Stored data:
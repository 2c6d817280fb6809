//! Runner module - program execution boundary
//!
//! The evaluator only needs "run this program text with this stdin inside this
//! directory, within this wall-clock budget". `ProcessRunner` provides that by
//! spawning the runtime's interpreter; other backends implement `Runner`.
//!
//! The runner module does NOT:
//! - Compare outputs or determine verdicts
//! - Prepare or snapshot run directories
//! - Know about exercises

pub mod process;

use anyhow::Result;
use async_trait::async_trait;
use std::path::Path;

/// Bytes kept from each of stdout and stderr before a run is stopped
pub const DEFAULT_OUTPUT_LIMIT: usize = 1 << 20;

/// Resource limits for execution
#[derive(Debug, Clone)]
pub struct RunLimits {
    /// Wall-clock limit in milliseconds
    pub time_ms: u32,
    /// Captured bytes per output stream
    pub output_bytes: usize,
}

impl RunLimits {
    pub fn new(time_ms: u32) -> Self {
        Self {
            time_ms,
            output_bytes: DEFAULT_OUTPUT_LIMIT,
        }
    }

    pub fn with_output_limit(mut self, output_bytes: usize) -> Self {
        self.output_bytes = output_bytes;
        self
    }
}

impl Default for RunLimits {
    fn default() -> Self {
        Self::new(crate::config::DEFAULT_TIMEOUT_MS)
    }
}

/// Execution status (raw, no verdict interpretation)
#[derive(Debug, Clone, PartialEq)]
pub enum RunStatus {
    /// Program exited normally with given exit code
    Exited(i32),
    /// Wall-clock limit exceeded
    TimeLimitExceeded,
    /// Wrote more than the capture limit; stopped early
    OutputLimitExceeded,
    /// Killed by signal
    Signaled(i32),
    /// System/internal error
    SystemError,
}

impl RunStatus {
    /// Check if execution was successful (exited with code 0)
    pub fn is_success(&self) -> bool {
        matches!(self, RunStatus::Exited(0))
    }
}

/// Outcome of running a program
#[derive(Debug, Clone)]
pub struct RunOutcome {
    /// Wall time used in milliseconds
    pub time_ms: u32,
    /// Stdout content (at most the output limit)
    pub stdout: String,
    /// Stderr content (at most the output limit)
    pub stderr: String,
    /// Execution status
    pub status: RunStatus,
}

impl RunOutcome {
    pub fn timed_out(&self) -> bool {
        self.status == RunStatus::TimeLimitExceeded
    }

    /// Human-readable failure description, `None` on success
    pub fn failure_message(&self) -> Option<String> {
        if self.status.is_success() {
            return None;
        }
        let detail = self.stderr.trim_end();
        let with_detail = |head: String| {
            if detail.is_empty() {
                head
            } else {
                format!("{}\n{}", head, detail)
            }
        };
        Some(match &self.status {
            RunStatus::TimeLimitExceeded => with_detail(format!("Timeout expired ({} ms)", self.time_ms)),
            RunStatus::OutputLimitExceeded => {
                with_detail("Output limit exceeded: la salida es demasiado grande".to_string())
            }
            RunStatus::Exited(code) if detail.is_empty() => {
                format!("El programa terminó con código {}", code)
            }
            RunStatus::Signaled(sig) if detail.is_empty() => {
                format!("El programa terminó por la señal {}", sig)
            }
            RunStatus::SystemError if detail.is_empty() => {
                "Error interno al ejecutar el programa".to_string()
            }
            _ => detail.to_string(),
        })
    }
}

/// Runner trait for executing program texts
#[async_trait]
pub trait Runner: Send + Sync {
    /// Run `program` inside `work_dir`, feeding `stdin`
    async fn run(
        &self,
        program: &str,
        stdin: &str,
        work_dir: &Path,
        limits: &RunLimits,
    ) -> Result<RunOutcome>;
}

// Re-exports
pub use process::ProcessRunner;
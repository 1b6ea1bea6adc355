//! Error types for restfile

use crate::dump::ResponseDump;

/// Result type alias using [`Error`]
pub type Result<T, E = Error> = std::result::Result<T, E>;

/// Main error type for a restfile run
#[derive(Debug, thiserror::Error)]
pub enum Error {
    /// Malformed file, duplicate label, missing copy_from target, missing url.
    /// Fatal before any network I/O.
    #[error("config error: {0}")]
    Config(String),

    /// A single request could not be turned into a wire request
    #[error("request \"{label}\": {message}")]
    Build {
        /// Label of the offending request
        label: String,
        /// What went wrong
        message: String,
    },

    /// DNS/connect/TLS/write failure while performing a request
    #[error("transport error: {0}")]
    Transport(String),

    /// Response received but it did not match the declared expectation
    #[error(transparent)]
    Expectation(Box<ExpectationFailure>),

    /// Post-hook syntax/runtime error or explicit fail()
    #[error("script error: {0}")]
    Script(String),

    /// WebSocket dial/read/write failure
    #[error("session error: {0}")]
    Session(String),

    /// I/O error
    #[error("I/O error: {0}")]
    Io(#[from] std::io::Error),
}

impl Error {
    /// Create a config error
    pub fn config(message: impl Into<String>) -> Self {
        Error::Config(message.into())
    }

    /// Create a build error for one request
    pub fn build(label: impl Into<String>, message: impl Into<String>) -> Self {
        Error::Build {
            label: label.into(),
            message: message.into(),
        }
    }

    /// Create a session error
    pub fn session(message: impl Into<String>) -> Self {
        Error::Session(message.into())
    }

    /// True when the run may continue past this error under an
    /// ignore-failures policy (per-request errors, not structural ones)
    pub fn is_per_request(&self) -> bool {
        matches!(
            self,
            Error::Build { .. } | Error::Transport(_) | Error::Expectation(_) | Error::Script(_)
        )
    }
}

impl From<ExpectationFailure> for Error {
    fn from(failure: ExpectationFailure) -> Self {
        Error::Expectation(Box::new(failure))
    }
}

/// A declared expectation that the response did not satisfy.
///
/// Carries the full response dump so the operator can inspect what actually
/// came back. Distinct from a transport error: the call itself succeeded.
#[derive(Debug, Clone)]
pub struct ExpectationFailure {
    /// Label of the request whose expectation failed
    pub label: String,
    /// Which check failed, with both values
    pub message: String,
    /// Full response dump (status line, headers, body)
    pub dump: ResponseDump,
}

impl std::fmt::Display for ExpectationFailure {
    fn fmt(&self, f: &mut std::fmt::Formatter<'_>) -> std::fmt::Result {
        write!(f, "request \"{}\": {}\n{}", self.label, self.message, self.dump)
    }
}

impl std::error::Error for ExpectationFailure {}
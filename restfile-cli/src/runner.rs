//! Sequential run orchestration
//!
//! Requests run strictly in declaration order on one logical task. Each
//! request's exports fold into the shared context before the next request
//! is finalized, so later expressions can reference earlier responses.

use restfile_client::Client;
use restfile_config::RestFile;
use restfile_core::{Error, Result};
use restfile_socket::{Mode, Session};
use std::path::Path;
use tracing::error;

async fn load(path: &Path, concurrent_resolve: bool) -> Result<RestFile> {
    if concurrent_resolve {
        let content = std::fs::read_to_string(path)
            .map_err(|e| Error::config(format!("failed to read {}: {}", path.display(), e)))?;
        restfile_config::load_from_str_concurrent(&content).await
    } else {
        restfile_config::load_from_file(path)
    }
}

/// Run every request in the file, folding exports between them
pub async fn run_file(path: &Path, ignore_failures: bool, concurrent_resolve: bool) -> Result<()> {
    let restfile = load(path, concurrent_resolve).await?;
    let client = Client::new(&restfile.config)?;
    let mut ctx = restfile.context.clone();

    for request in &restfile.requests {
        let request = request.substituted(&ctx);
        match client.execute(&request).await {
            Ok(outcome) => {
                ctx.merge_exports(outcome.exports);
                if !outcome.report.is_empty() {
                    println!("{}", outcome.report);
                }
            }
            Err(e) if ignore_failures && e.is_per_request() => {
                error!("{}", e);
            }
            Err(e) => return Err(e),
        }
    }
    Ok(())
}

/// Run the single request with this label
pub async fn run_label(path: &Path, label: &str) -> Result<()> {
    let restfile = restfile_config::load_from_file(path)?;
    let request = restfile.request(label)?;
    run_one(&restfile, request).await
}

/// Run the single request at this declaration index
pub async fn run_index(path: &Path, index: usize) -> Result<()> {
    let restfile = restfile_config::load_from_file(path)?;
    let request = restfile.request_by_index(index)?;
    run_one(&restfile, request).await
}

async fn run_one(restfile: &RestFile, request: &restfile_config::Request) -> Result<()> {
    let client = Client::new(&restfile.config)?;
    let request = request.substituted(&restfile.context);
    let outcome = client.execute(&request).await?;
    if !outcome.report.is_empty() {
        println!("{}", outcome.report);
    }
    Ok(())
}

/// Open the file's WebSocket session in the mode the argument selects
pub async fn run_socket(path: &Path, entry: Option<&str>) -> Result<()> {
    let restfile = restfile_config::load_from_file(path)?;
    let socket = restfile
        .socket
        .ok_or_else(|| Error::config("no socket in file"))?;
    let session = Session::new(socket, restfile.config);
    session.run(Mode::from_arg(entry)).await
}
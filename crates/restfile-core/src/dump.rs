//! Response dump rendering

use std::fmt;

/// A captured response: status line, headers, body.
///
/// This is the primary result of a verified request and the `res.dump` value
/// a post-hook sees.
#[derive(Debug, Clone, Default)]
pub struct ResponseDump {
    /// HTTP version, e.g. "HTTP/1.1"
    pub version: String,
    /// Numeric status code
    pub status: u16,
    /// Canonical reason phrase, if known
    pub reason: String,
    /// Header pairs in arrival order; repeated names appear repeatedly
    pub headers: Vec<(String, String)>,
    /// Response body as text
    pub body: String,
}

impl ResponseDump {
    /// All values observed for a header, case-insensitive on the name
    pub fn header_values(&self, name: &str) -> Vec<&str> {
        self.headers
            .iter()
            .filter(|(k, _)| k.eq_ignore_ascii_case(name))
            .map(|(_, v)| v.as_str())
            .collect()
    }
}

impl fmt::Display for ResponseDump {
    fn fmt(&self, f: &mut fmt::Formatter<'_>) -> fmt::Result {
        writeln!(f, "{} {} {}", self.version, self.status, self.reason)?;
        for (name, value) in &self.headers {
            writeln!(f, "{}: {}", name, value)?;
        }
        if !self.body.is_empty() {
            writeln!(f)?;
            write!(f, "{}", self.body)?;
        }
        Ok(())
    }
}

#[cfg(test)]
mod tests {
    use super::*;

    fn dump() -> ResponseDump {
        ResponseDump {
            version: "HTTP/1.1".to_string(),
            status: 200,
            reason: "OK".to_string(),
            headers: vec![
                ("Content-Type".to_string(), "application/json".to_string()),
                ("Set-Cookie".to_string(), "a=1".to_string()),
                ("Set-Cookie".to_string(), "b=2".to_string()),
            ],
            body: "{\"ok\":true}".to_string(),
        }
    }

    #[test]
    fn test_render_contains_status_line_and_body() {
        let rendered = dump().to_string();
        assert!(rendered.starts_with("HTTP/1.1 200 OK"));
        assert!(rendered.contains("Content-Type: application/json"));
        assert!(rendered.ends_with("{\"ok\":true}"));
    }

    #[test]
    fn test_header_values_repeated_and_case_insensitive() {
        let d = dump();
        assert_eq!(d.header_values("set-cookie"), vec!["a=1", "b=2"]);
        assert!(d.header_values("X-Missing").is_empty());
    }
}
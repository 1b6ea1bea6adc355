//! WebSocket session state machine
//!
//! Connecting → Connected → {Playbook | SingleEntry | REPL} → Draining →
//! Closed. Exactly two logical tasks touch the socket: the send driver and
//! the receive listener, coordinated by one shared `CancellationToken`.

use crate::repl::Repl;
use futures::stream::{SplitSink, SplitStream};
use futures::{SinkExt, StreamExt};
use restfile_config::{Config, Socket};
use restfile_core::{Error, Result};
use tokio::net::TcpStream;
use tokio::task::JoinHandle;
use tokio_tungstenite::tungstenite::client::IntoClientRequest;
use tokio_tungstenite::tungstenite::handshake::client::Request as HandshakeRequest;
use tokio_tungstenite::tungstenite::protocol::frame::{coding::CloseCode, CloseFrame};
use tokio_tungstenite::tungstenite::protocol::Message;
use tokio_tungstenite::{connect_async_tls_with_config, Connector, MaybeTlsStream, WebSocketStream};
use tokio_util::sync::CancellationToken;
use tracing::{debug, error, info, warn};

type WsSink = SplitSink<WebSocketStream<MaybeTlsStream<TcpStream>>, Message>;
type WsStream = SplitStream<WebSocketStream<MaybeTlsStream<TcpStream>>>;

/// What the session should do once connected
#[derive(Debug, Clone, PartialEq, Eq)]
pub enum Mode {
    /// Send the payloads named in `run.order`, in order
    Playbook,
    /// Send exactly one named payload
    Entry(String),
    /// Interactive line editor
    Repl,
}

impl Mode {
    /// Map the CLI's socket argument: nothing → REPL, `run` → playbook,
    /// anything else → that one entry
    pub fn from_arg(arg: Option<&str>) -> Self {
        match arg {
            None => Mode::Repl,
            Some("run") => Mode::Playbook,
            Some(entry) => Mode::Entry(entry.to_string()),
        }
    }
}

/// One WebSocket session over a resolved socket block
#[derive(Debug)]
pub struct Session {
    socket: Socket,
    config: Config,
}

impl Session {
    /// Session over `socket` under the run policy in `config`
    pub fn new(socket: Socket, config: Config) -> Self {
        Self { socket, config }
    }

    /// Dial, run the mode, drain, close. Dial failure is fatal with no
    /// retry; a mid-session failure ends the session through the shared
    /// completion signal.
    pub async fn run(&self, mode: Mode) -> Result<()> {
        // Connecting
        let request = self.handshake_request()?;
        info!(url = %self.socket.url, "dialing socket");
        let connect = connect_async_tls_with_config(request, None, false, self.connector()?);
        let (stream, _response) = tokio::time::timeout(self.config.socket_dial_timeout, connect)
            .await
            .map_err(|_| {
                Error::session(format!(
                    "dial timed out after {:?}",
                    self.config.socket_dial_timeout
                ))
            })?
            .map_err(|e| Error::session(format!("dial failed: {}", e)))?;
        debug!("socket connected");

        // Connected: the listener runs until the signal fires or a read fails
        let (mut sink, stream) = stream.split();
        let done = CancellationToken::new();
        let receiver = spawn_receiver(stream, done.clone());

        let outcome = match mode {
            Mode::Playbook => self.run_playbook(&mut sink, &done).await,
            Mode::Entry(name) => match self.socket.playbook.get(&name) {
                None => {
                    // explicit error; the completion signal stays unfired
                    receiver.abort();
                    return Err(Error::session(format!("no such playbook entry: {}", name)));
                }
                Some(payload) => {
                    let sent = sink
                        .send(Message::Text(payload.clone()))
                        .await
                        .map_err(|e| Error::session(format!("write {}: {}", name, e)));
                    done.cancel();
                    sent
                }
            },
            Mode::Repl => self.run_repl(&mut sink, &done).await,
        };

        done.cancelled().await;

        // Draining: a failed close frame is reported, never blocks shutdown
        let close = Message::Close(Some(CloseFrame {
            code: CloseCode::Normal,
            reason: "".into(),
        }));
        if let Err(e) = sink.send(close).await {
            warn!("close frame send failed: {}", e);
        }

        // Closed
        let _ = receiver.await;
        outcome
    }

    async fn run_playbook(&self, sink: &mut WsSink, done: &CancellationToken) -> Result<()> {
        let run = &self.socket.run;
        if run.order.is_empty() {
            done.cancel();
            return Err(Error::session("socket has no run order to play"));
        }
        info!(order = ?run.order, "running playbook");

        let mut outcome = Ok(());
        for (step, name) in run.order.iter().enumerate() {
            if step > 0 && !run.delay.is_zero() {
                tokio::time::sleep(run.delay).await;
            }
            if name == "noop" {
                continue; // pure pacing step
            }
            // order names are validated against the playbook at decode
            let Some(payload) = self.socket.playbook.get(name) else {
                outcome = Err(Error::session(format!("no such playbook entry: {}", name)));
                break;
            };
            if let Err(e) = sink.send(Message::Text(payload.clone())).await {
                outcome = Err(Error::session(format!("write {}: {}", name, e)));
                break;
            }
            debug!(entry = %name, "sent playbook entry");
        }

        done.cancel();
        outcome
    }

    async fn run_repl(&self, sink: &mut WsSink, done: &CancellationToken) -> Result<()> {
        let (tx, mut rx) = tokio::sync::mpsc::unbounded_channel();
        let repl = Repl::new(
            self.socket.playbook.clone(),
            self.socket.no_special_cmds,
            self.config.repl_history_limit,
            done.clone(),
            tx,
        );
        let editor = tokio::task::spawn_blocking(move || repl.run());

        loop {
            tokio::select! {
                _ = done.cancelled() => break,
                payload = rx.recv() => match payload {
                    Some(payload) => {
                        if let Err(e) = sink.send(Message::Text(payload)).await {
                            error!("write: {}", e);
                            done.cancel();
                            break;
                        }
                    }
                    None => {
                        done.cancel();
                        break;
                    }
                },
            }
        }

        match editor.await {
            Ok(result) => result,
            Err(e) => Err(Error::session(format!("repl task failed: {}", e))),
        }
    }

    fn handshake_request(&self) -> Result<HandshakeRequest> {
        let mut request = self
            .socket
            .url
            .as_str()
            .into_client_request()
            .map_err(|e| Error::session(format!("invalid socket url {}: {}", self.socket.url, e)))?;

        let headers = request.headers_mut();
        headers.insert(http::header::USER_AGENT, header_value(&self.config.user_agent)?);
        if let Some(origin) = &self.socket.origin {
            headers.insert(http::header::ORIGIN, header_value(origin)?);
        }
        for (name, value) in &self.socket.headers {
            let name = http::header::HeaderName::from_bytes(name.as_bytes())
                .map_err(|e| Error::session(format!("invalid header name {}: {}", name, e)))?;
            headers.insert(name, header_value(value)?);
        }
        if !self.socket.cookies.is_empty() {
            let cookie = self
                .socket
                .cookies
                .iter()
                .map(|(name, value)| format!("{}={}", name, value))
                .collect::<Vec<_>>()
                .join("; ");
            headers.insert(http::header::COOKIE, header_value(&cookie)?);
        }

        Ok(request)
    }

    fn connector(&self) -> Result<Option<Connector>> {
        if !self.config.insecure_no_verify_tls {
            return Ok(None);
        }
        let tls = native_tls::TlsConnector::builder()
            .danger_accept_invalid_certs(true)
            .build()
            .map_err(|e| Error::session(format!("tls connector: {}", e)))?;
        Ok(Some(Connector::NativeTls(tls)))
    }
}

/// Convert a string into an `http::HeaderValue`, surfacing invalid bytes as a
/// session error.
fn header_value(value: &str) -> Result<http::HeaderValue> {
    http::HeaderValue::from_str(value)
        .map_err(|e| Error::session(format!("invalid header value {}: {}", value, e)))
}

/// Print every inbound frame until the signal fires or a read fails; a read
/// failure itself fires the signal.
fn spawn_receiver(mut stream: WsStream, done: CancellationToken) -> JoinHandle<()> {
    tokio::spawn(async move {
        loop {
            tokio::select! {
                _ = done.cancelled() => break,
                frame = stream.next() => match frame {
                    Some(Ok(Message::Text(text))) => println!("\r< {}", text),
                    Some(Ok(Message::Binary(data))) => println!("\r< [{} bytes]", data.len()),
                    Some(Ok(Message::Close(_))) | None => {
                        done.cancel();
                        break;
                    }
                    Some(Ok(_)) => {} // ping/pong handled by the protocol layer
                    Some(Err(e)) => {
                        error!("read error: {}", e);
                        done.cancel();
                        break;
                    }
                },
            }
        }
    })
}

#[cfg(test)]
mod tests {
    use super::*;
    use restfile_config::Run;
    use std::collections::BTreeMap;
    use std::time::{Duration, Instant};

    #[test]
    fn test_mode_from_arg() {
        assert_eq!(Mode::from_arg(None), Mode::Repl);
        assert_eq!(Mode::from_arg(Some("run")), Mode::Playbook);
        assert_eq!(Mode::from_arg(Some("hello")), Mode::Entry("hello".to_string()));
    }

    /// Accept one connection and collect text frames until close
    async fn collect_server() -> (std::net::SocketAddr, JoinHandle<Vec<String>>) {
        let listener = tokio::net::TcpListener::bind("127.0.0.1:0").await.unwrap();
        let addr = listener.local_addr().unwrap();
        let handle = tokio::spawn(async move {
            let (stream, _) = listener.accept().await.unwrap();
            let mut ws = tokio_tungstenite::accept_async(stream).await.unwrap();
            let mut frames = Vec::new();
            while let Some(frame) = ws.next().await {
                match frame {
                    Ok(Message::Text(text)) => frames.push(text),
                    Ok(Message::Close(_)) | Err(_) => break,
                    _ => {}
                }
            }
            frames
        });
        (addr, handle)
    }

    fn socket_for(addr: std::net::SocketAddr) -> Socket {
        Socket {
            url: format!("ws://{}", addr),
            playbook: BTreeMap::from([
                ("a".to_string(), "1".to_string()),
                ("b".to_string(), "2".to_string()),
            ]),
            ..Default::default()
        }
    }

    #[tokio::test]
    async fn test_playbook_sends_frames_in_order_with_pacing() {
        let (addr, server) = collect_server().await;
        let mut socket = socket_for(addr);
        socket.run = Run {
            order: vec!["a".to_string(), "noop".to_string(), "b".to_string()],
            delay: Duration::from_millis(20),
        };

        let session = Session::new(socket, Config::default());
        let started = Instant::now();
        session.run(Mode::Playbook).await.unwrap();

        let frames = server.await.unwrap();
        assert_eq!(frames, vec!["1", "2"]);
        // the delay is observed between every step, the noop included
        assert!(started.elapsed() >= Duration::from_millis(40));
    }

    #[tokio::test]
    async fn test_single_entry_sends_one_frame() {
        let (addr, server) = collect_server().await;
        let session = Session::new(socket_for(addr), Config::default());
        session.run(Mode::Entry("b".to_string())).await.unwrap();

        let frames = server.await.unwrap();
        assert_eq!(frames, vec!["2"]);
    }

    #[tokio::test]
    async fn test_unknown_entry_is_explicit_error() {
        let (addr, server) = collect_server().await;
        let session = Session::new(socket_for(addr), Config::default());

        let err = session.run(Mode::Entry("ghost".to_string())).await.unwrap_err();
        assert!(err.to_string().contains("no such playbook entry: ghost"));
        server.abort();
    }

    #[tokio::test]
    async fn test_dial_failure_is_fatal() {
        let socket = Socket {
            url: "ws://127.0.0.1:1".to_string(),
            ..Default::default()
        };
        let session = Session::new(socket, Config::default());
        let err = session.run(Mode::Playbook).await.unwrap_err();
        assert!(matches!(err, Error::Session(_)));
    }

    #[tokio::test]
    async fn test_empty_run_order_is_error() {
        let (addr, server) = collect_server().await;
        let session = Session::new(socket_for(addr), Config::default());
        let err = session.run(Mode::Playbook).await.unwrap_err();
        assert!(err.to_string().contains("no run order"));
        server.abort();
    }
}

The problem: Work out how many lines above contain "index"; write only the number.

Response for this exercise: 3